Personal loan products with a low rate secured on your home are really only for people with excellent credit rating. Higher rates are only reserved for bad credit customers, payday loans or unsecured loans.

These are the two most sought after qualities in a loan, but low rate secured loans are only given to trustworthy customers. The company won't have anything to fall back on if you default on the loan (i.e., bad credit loans have high APR because the provider will get as much back off you if you default from the high repayment rates) except your home, so they only have your credit rating to judge you buy.

Of course, you should only apply for secured loans if you have a good credit rating and confidence in your repayment ability, as secured loans could result in losing your home if you can't meet monthly repayments.

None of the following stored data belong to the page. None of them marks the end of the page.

use std::path::{Path, PathBuf};
use std::sync::{
    atomic::{AtomicUsize, Ordering},
    Arc,
};

use halo_core::error::{FitError, RenderError};
use halo_core::traits::{Exporter, FontRef, Rasterizer, Shaper};
use halo_core::types::{BitmapData, GlyphBitmap, GlyphId, PositionedGlyph, ShapingResult};
use halo_core::{AvatarPipeline, Color, FeatureSettings, HaloError, RenderRequest, Shape};

const MISSING_GLYPH: GlyphId = 999;

struct TestFont;

impl FontRef for TestFont {
    fn data(&self) -> &[u8] {
        b"font"
    }

    fn units_per_em(&self) -> u16 {
        1000
    }

    fn glyph_id(&self, ch: char) -> Option<u32> {
        Some(ch as u32)
    }

    fn glyph_name(&self, glyph_id: GlyphId) -> Option<String> {
        (glyph_id < 128).then(|| format!("g{glyph_id}"))
    }
}

/// One glyph per character, advancing 0.6em; `?` maps to a glyph the font lacks
struct MonoShaper;

impl Shaper for MonoShaper {
    fn name(&self) -> &'static str {
        "mono"
    }

    fn shape(
        &self,
        text: &str,
        _font: Arc<dyn FontRef>,
        size: f32,
        _features: &FeatureSettings,
    ) -> halo_core::Result<ShapingResult> {
        let advance = size * 0.6;
        let glyphs: Vec<PositionedGlyph> = text
            .chars()
            .enumerate()
            .map(|(i, ch)| PositionedGlyph {
                id: if ch == '?' { MISSING_GLYPH } else { ch as u32 },
                x: i as f32 * advance,
                y: 0.0,
                advance,
                cluster: i as u32,
            })
            .collect();

        Ok(ShapingResult {
            advance_width: glyphs.len() as f32 * advance,
            glyphs,
            size,
        })
    }
}

/// Solid 0.5em x 0.7em blocks sitting on the baseline
struct BlockRasterizer {
    calls: Arc<AtomicUsize>,
    fixed_side: Option<u32>,
}

impl BlockRasterizer {
    fn new() -> Self {
        Self {
            calls: Arc::new(AtomicUsize::new(0)),
            fixed_side: None,
        }
    }

    /// Ignores the requested size, so the text can never be made to fit
    fn stubborn(side: u32) -> Self {
        Self {
            fixed_side: Some(side),
            ..Self::new()
        }
    }
}

impl Rasterizer for BlockRasterizer {
    fn name(&self) -> &'static str {
        "block"
    }

    fn rasterize(
        &self,
        _font: &Arc<dyn FontRef>,
        glyph_id: GlyphId,
        size: f32,
    ) -> halo_core::Result<GlyphBitmap> {
        self.calls.fetch_add(1, Ordering::SeqCst);
        if glyph_id == MISSING_GLYPH {
            return Err(RenderError::GlyphMissing(glyph_id).into());
        }
        if glyph_id == ' ' as u32 {
            return Ok(GlyphBitmap::empty());
        }

        let (width, height) = match self.fixed_side {
            Some(side) => (side, side),
            None => ((size * 0.5).round() as u32, (size * 0.7).round() as u32),
        };
        Ok(GlyphBitmap {
            width,
            height,
            left: 0,
            top: height as i32,
            coverage: vec![255; (width * height) as usize],
        })
    }
}

/// Writes the raw pixel bytes, no container
struct RawExporter;

impl Exporter for RawExporter {
    fn name(&self) -> &'static str {
        "raw"
    }

    fn encode(&self, bitmap: &BitmapData, _path: &Path) -> halo_core::Result<Vec<u8>> {
        Ok(bitmap.data.clone())
    }
}

fn pipeline_with(rasterizer: BlockRasterizer) -> AvatarPipeline {
    AvatarPipeline::builder()
        .shaper(Arc::new(MonoShaper))
        .rasterizer(Arc::new(rasterizer))
        .exporter(Arc::new(RawExporter))
        .build()
        .unwrap()
}

fn request(text: &str, shape: Shape) -> RenderRequest {
    RenderRequest {
        text: text.to_string(),
        // Any existing file satisfies the path check; the font itself is faked
        font_path: PathBuf::from(env!("CARGO_MANIFEST_DIR")).join("Cargo.toml"),
        shape,
        size: 256,
        margin: 16,
        background: Color::black(),
        foreground: Color::white(),
        glow_alpha: 0,
        ..Default::default()
    }
}

fn font() -> Arc<dyn FontRef> {
    Arc::new(TestFont)
}

fn alpha_at(bitmap: &BitmapData, x: u32, y: u32) -> u8 {
    bitmap.data[((y * bitmap.width + x) * 4 + 3) as usize]
}

fn scratch_path(name: &str) -> PathBuf {
    std::env::temp_dir()
        .join(format!("halo-core-test-{}", std::process::id()))
        .join(name)
}

#[test]
fn text_fits_inside_ratio_box_and_is_centered() {
    let request = request("AB", Shape::Square);
    let rendered = pipeline_with(BlockRasterizer::new())
        .render(&request, font())
        .unwrap();

    let report = &rendered.report;
    let bounds = report.ink_bounds.unwrap();
    let (max_w, max_h) = request.max_text_box();
    assert!(bounds.width() as f32 <= max_w, "{bounds:?}");
    assert!(bounds.height() as f32 <= max_h, "{bounds:?}");

    let left = bounds.min_x;
    let right = request.size as i32 - bounds.max_x;
    let top = bounds.min_y;
    let bottom = request.size as i32 - bounds.max_y;
    assert!((left - right).abs() <= 1, "left {left} right {right}");
    assert!((top - bottom).abs() <= 1, "top {top} bottom {bottom}");

    assert!(report.font_px > 0.0 && report.font_px < 256.0);
    assert_eq!(report.glyph_names, vec!["g65", "g66"]);
    assert!(report.skipped.is_empty());
}

#[test]
fn output_is_exactly_size_by_size() {
    let rendered = pipeline_with(BlockRasterizer::new())
        .render(&request("A", Shape::Circle), font())
        .unwrap();
    assert_eq!((rendered.bitmap.width, rendered.bitmap.height), (256, 256));
    assert_eq!(rendered.bitmap.data.len(), 256 * 256 * 4);
}

#[test]
fn square_corners_are_opaque_background() {
    let rendered = pipeline_with(BlockRasterizer::new())
        .render(&request("A", Shape::Square), font())
        .unwrap();
    let bitmap = &rendered.bitmap;
    for (x, y) in [(0, 0), (255, 0), (0, 255), (255, 255)] {
        let idx = ((y * 256 + x) * 4) as usize;
        assert_eq!(&bitmap.data[idx..idx + 4], &[0, 0, 0, 255]);
    }
}

#[test]
fn circle_corners_are_transparent() {
    let rendered = pipeline_with(BlockRasterizer::new())
        .render(&request("A", Shape::Circle), font())
        .unwrap();
    let bitmap = &rendered.bitmap;
    assert_eq!(alpha_at(bitmap, 0, 0), 0);
    assert_eq!(alpha_at(bitmap, 255, 255), 0);
    assert_eq!(alpha_at(bitmap, 128, 128), 255);
}

#[test]
fn missing_glyphs_are_skipped_not_fatal() {
    let rendered = pipeline_with(BlockRasterizer::new())
        .render(&request("A?B", Shape::Square), font())
        .unwrap();
    let report = rendered.report;
    assert_eq!(report.skipped, vec![MISSING_GLYPH]);
    assert_eq!(report.glyph_names, vec!["g65", "999", "g66"]);
    assert!(report.ink_bounds.is_some());
}

#[test]
fn blank_text_has_no_ink() {
    let err = pipeline_with(BlockRasterizer::new())
        .render(&request("  ", Shape::Square), font())
        .unwrap_err();
    assert!(matches!(err, HaloError::FitFailed(FitError::NoInk)));
}

#[test]
fn fit_gives_up_after_bounded_attempts() {
    let rasterizer = BlockRasterizer::stubborn(300);
    let calls = Arc::clone(&rasterizer.calls);
    let err = pipeline_with(rasterizer)
        .render(&request("A", Shape::Square), font())
        .unwrap_err();

    assert!(matches!(err, HaloError::FitFailed(FitError::DoesNotFit { .. })));
    // One reference pass plus the capped number of fitting passes
    assert_eq!(calls.load(Ordering::SeqCst), 1 + halo_core::fit::MAX_FIT_ATTEMPTS);
}

#[test]
fn identical_requests_render_identically() {
    let pipeline = pipeline_with(BlockRasterizer::new());
    let request = RenderRequest {
        glow_alpha: 190,
        ..request("AB", Shape::Circle)
    };
    let first = pipeline.render(&request, font()).unwrap();
    let second = pipeline.render(&request, font()).unwrap();
    assert_eq!(first.bitmap.data, second.bitmap.data);
    assert_eq!(first.report, second.report);
}

#[test]
fn process_writes_the_file_and_reports_it() {
    let path = scratch_path("nested/avatar.raw");
    let _ = std::fs::remove_file(&path);

    let report = pipeline_with(BlockRasterizer::new())
        .process(&request("A", Shape::Square), font(), &path)
        .unwrap();

    assert_eq!(report.output, path);
    let bytes = std::fs::read(&path).unwrap();
    assert_eq!(bytes.len(), 256 * 256 * 4);
    let _ = std::fs::remove_file(&path);
}

#[test]
fn invalid_request_writes_nothing() {
    let path = scratch_path("never.raw");
    let _ = std::fs::remove_file(&path);

    let request = RenderRequest {
        margin: 128,
        ..request("A", Shape::Circle)
    };
    let err = pipeline_with(BlockRasterizer::new())
        .process(&request, font(), &path)
        .unwrap_err();

    assert!(matches!(err, HaloError::InvalidArgument(_)));
    assert!(!path.exists());
}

Loan products with a low rate secured against your home are often referred to as second charges, if you're still paying off your mortgage. Remember that taking out a secured loan, no matter the rate, will result in you paying back two monthly outgoings each month - one for your home and one for the loan.

Don't take out more than you can afford and make sure the rate is suitable for your finances - some low rates will come with a few nasty little secrets, such as rate increases after a certain period or no extra features on your loan (i.e., inflexible payment options, no choice of payment dates or adverse consequences for late payments) so make sure you're enticed by the loan qualities as well as the low interest rate.